Given information START
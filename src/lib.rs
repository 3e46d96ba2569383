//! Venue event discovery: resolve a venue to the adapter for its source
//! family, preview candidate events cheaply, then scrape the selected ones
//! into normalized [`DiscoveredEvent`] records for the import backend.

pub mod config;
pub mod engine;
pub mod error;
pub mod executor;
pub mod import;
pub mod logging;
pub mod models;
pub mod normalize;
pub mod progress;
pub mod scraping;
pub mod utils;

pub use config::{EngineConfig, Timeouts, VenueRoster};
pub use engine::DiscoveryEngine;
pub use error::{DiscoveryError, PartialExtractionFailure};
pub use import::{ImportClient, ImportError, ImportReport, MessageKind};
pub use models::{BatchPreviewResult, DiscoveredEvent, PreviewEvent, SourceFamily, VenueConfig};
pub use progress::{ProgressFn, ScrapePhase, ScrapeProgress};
Given information END
Given information START
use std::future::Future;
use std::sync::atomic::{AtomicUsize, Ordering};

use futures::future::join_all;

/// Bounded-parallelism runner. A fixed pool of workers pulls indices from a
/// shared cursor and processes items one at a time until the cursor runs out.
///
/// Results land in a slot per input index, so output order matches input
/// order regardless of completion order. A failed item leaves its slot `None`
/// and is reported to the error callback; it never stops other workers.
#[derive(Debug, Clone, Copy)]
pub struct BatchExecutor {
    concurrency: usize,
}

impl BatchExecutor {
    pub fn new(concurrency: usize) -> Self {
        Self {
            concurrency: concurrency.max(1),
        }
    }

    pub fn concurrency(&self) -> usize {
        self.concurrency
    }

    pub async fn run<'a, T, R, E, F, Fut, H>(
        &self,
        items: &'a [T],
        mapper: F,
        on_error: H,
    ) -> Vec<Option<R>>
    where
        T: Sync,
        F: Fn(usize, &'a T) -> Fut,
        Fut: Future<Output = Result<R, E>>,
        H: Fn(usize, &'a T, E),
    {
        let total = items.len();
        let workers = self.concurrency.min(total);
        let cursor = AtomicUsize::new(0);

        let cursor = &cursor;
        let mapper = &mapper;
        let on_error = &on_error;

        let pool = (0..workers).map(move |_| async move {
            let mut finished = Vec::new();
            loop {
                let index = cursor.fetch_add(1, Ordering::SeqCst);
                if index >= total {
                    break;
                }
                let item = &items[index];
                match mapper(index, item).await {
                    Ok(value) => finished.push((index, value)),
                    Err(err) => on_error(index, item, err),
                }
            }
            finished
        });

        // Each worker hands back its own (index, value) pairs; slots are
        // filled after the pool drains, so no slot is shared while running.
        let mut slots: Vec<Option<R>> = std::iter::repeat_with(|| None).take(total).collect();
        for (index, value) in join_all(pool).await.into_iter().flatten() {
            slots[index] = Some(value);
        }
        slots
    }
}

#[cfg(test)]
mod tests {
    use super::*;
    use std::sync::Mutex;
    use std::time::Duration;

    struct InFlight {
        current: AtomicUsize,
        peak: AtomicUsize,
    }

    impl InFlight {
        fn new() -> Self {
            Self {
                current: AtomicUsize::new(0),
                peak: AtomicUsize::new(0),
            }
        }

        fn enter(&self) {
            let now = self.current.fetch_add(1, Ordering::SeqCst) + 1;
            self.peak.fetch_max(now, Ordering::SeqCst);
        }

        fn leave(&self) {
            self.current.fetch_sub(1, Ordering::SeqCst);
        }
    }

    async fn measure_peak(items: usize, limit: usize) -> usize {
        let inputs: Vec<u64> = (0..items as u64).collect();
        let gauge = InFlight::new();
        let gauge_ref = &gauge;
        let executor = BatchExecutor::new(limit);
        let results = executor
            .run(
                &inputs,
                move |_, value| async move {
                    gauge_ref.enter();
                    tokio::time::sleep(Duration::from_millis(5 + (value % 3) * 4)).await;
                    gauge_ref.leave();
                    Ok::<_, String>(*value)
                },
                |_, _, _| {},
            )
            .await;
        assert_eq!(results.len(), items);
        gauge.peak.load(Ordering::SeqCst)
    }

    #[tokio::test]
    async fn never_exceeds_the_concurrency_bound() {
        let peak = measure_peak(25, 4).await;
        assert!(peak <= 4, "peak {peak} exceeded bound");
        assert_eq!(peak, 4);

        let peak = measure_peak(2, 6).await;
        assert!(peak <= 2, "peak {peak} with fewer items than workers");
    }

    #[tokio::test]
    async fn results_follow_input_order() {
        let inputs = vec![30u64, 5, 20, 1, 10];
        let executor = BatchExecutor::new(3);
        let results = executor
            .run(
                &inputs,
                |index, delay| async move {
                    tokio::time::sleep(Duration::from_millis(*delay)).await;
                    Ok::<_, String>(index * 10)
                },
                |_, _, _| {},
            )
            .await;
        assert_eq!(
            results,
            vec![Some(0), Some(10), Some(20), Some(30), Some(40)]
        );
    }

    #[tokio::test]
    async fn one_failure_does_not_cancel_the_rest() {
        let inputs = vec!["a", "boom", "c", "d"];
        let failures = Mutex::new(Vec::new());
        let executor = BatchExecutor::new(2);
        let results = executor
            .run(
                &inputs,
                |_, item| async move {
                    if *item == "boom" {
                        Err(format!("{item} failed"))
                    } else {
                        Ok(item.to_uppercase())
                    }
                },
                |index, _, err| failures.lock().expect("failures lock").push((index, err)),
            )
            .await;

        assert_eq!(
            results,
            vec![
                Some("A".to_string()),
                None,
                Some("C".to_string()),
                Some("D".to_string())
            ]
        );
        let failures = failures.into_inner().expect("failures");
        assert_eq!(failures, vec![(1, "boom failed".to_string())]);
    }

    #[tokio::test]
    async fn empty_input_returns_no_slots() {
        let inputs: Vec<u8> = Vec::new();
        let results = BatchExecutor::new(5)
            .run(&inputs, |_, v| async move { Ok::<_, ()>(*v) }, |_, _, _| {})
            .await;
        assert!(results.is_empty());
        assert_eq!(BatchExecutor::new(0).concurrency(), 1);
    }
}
Given information END
§ **Work to be completed**
Which lines above contain the word "struct"? Show each of them.

§ **Task answer**
pub struct BatchExecutor {
    struct InFlight {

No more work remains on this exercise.